Common Area & Turnover Cleaning Checklist

Pre-Clean Setup

    Pull the work order from AppFolio or Buildium and verify whether this is a routine common-area service, a vacant unit make-ready, or a post-eviction deep clean. Scope drives crew size, supplies, and the punch-list at the end.

    If a third-party cleaner is dispatched, confirm the certificate of insurance lists the property as additional insured and has not lapsed. A lapsed COI on a slip-and-fall in the lobby leaves the manager personally exposed.

    Load the cart with EPA-registered disinfectant, neutral floor cleaner, microfiber cloths, and HEPA vacuum bags. Post wet-floor signage at all entry points before mopping common areas — this is the cheapest liability reduction in the building.

Exterior & Grounds

    Clear the front entry, breezeways, and any walkway leading to leasing office. Curb appeal at the path-of-travel is the first thing a prospect or owner sees on a drive-by.

    Spot-treat oil stains in parking stalls and gum on sidewalks. Schedule pressure washing on a weekday morning to minimize tenant complaints about noise and water spray on parked cars.

    Pull leaves and debris from gutters, downspouts, and any building storm drains. A blocked downspout in a winter freeze is the most common cause of avoidable interior water damage claims.

    Cut back any growth blocking sidewalks, signage, or unit windows.

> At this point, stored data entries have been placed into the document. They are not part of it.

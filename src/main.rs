// SPDX-License-Identifier: MPL-2.0
use clientdesk::app::{self, Flags};
use clientdesk::config;

fn main() -> iced::Result {
    let mut args = pico_args::Arguments::from_env();

    // --config-dir overrides the settings location before anything reads it.
    if let Ok(Some(dir)) = args.opt_value_from_str::<_, String>("--config-dir") {
        std::env::set_var(config::CONFIG_DIR_ENV, dir);
    }

    let flags = Flags {
        lang: args.opt_value_from_str("--lang").unwrap_or(None),
    };

    app::run(flags)
}
// SPDX-License-Identifier: MPL-2.0
use std::fmt;

#[derive(Debug, Clone)]
pub enum Error {
    Io(String),
    Config(String),
}

impl fmt::Display for Error {
    fn fmt(&self, f: &mut fmt::Formatter<'_>) -> fmt::Result {
        match self {
            Error::Io(e) => write!(f, "I/O Error: {}", e),
            Error::Config(e) => write!(f, "Config Error: {}", e),
        }
    }
}

impl From<std::io::Error> for Error {
    fn from(err: std::io::Error) -> Self {
        Error::Io(err.to_string())
    }
}

impl From<toml::de::Error> for Error {
    fn from(err: toml::de::Error) -> Self {
        Error::Config(err.to_string())
    }
}

impl From<toml::ser::Error> for Error {
    fn from(err: toml::ser::Error) -> Self {
        Error::Config(err.to_string())
    }
}

pub type Result<T> = std::result::Result<T, Error>;
// SPDX-License-Identifier: MPL-2.0
//! Masking and formatting helpers for account data shown in the UI.
//!
//! All functions here are total: malformed input is returned masked as a
//! whole rather than rejected, so render code never has to handle errors.

/// Masks an email address, keeping the first character of the local part
/// and the full domain: `alice@example.com` -> `a****@example.com`.
///
/// Input without an `@` is fully masked.
#[must_use]
pub fn mask_email(email: &str) -> String {
    match email.split_once('@') {
        Some((local, domain)) if !local.is_empty() => {
            let first = local.chars().next().unwrap_or('*');
            format!("{first}****@{domain}")
        }
        _ => "*".repeat(email.chars().count().max(4)),
    }
}

/// Masks a phone number, keeping only the last two digits.
/// Non-digit separators are preserved so the shape stays recognizable.
#[must_use]
pub fn mask_phone(phone: &str) -> String {
    let digit_count = phone.chars().filter(char::is_ascii_digit).count();
    if digit_count <= 2 {
        return "*".repeat(phone.chars().count().max(4));
    }

    let mut digits_seen = 0;
    phone
        .chars()
        .map(|c| {
            if c.is_ascii_digit() {
                digits_seen += 1;
                if digits_seen > digit_count - 2 {
                    c
                } else {
                    '*'
                }
            } else {
                c
            }
        })
        .collect()
}

/// Masks a billing account reference, keeping only the last four
/// characters: `FR76-3000-6000-0112` -> `•••• 0112`.
#[must_use]
pub fn mask_account(account: &str) -> String {
    let compact: String = account.chars().filter(|c| c.is_ascii_alphanumeric()).collect();
    if compact.len() <= 4 {
        return "•••• ????".to_string();
    }
    let tail: String = compact.chars().skip(compact.len() - 4).collect();
    format!("•••• {tail}")
}

/// Formats an amount in minor units (cents) as a currency string with a
/// thin-space thousands separator: `123456` -> `1 234.56 €`.
#[must_use]
pub fn format_currency(minor_units: i64, symbol: &str) -> String {
    let negative = minor_units < 0;
    let abs = minor_units.unsigned_abs();
    let whole = abs / 100;
    let cents = abs % 100;

    let digits = whole.to_string();
    let mut grouped = String::with_capacity(digits.len() + digits.len() / 3);
    for (i, c) in digits.chars().enumerate() {
        if i > 0 && (digits.len() - i) % 3 == 0 {
            grouped.push('\u{202f}');
        }
        grouped.push(c);
    }

    let sign = if negative { "-" } else { "" };
    format!("{sign}{grouped}.{cents:02}\u{202f}{symbol}")
}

Overgrowth touching the building is a CPTED issue (creates concealment) and a moisture issue against siding.

    Flag any heaved or chipped paver creating a trip hazard. Photograph the defect, log it in the work-order system, and rope it off if you can't fix same-day. Trip-and-fall claims start here.

    Touch up rust spots on metal railings and chipped paint on wood fencing. For pre-1978 buildings, follow EPA RRP rules — paint disturbance on lead-bearing surfaces requires certified renovators and containment.

Common Areas & Hallways

    Hit baseboards, door frames, mailbox alcoves, and the tops of fire-extinguisher cabinets. Use a HEPA vacuum on carpeted corridors — standard vacuums redistribute fine dust into unit doorways.

    Use a neutral pH cleaner on LVT and a sealed-stone product on marble or terrazzo lobbies. Acidic cleaners etch natural stone — the repair quote will outweigh a year of cleaning savings.

    Wipe elevator buttons, handrails, mailroom counters, package-locker keypads, laundry-room appliances, and gym equipment. Use an EPA List N disinfectant and observe the product's dwell time — a quick wipe doesn't disinfect.

    Pull liners from lobby, mailroom, gym, and any breezeway receptacles. Wipe down the bin itself before re-lining — odor complaints almost always trace to a never-cleaned bin, not the trash.

Unit Interior Cleaning

    Top to bottom: ceiling fans, vent registers, blinds, window sills, baseboards, then floors. Pull closet shelving and vacuum corners — prospects open every closet on a tour.

    Pull the oven racks and clean inside; degrease the range hood filter; wipe inside cabinets and drawers; clean the refrigerator including the gasket and drip tray. A dirty oven on a move-in walk-through is the #1 trigger for an immediate punch-list complaint.

    Scrub tub, tile, grout, toilet base and bolts, vanity, mirror, and exhaust fan cover. Re-caulk any moldy or pulling-away bead at the tub-to-tile joint; mold complaints from incoming tenants escalate fast under warranty of habitability.

    Most states require working smoke and CO detectors at every move-in. Replace batteries, press the test button, and log the date on the detector itself. A failed detector during a fire incident is a habitability defense and a major liability exposure.

    Inspect carpet for staining, pet damage, and matting. Shampoo if salvageable; replace if damage exceeds normal wear-and-tear so deductions can be supported against the prior tenant's deposit per state itemization rules.

Final Walk & Sign-Off

    Walk the unit or common area with a printed punch list. Anything caught here is a fix the cleaning crew handles before they leave the property — anything missed becomes a maintenance ticket and burns vacancy days.

    Re-dispatch the original crew when possible — a different crew rarely understands what the coordinator flagged. Set a same-day or next-business-day rework window so marketing photos and showings aren't pushed.

    Update the unit status to Ready in AppFolio, Buildium, or Yardi so leasing can release marketing photos and open showings. The economic-vacancy clock keeps running until this flag flips — don't sit on it.